The globus-job-submit program has most of the same command-line options as globus-job-run. When run, instead of displaying the output and error streams of the job, it prints the job contact, which is used with the other globus-job tools to interact with the job.

Example 4.9. globus-job-submit

This example shows the interaction of submitting a job via globus-job-submit, checking its status with globus-job-status, getting its output with globus-job-get-output, and then cleaning the job with globus-job-clean.

% globus-job-submit grid.example.org:2119/jobmanager-pbs /bin/hostname
https://grid.example.org:38843/16001600430615223386/5295612977486013582/
% globus-job-status https://grid.example.org:38843/16001600430615223386/5295612977486013582/
PENDING
% globus-job-status https://grid.example.org:38843/16001600430615223386/5295612977486013582/
ACTIVE
% globus-job-status https://grid.example.org:38843/16001600430615223386/5295612977486013582/
DONE
% globus-job-get-output -r grid.example.org:2119/jobmanager-fork \
    https://grid.example.org:38843/16001600430615223386/5295612977486013582/
node1.grid.example.org
% globus-job-clean -r grid.example.org:2119/jobmanager-fork \
    https://grid.example.org:38843/16001600430615223386/5295612977486013582/

    WARNING: Cleaning a job means:
        - Kill the job if it still running, and
        - Remove the cached output on the remote resource

    Are you sure you want to cleanup the job now (Y/N) ?

y

Cleanup successful.

3.4. Using the globusrun tool

The globusrun tool provides a more flexible tool for submitting, monitoring, and canceling jobs. With this tool, most of the functionality of the GRAM5 APIs are made available.

One major difference between globusrun and the other tools described above is that globusrun uses the RSL language to provide the job description, instead of multiple command-line options to describe the various aspects of the job.

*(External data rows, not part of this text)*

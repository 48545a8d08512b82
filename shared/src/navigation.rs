//! Keyboard navigation between panel headers.
//!
//! The container keeps an explicit ordered list of panel ids; every lookup
//! goes through that list rather than through the rendered tree.

use std::str::FromStr;

/// Keys handled on a panel header.
#[derive(Debug, Clone, Copy, PartialEq, Eq)]
pub enum NavKey {
    Enter,
    Home,
    End,
    ArrowUp,
    ArrowDown,
}

impl FromStr for NavKey {
    type Err = ();

    /// Parses a DOM `KeyboardEvent.key` value.
    fn from_str(s: &str) -> Result<Self, Self::Err> {
        match s {
            "Enter" => Ok(NavKey::Enter),
            "Home" => Ok(NavKey::Home),
            "End" => Ok(NavKey::End),
            "ArrowUp" => Ok(NavKey::ArrowUp),
            "ArrowDown" => Ok(NavKey::ArrowDown),
            _ => Err(()),
        }
    }
}

#[derive(Debug, Clone, Copy, PartialEq, Eq)]
pub enum NavAction {
    /// Flip the panel's active state.
    Toggle(usize),
    /// Move keyboard focus to the panel's header.
    Focus(usize),
}

/// Ordered panel ids as rendered by the container.
#[derive(Debug, Clone, PartialEq, Eq, Default)]
pub struct PanelOrder {
    ids: Vec<usize>,
}

impl PanelOrder {
    /// Positional ids `0..len`.
    pub fn new(len: usize) -> Self {
        Self {
            ids: (0..len).collect(),
        }
    }

    pub fn from_ids(ids: Vec<usize>) -> Self {
        Self { ids }
    }

    pub fn len(&self) -> usize {
        self.ids.len()
    }

    pub fn is_empty(&self) -> bool {
        self.ids.is_empty()
    }

    pub fn position(&self, id: usize) -> Option<usize> {
        self.ids.iter().position(|&i| i == id)
    }

    pub fn first(&self) -> Option<usize> {
        self.ids.first().copied()
    }

    pub fn last(&self) -> Option<usize> {
        self.ids.last().copied()
    }

    pub fn next(&self, id: usize) -> Option<usize> {
        let position = self.position(id)?;
        self.ids.get(position + 1).copied()
    }

    pub fn previous(&self, id: usize) -> Option<usize> {
        let position = self.position(id)?;
        position
            .checked_sub(1)
            .and_then(|p| self.ids.get(p))
            .copied()
    }

    /// Maps a key press on `current`'s header to what should happen.
    ///
    /// Arrow keys at either end of the list resolve to `None`.
    pub fn resolve(&self, key: NavKey, current: usize) -> Option<NavAction> {
        match key {
            NavKey::Enter => Some(NavAction::Toggle(current)),
            NavKey::Home => self.first().map(NavAction::Focus),
            NavKey::End => self.last().map(NavAction::Focus),
            NavKey::ArrowUp => self.previous(current).map(NavAction::Focus),
            NavKey::ArrowDown => self.next(current).map(NavAction::Focus),
        }
    }
}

The section on globus-job-run contained a brief example RSL in the -dumprsl example above.

The following sections show examples of the different modes that globusrun can run in. Full information about globusrun command-line options is available in the public interface guide.

3.4.1. Checking RSL Syntax

This example shows how to check that an RSL document contains a syntactically correct job description. Note that this mode does not do semantic validation of the RSL, so an RSL document that passes this test may not work when submitted to a GRAM5 service.

Example 4.10. Checking RSL Syntax

% globusrun -p "&(executable=a.out)"

RSL Parsed Successfully...

% globusrun -p "&/executable=a.out)"

ERROR: cannot parse RSL &/executable=/adfadf/adf /adf /adf)

Syntax: globusrun [-help] [-f RSL file] [-s][-b][-d][...] [-r RM] [RSL]


Use -help to display full usage

3.4.2. Checking Service Contacts

This example shows how to check that a globus-gatekeeper is running at a particular contact and that the client and service have mutually-trusted credentials.

Example 4.11. GRAM Authentication test

% globusrun -a -r grid.example.org:2119/jobmanager-pbs
GRAM Authentication test successful
% globusrun -a -r grid.example.org:2119/jobmanager-lsf
GRAM Authentication test failure: the gatekeeper failed to find the requested service
% globusrun -a -r grid.example.org:2119/jobmanager-pbs:host@not.example.org
GRAM Authentication test failure: an authorization operation failed
globus_xio_gsi: gss_init_sec_context failed.
GSS Major Status: Unexpected Gatekeeper or Service Name
globus_gsi_gssapi: Authorization denied: The name of the remote host
(host@not.example.org), and the expected name for the remote host
(grid.example.org) do not match. This happens when the name in the host
certificate does not match the information obtained from DNS and is often a DNS
configuration problem.
                

[Note]Note

The DNS configuration problem was a common issue in GRAM2, but GRAM5 will not depend on DNS to resolve names for mutual authentication.

3.4.3. Checking GRAM service version

This example shows how to determine what software version of GRAM5 is deployed at a particular service contact.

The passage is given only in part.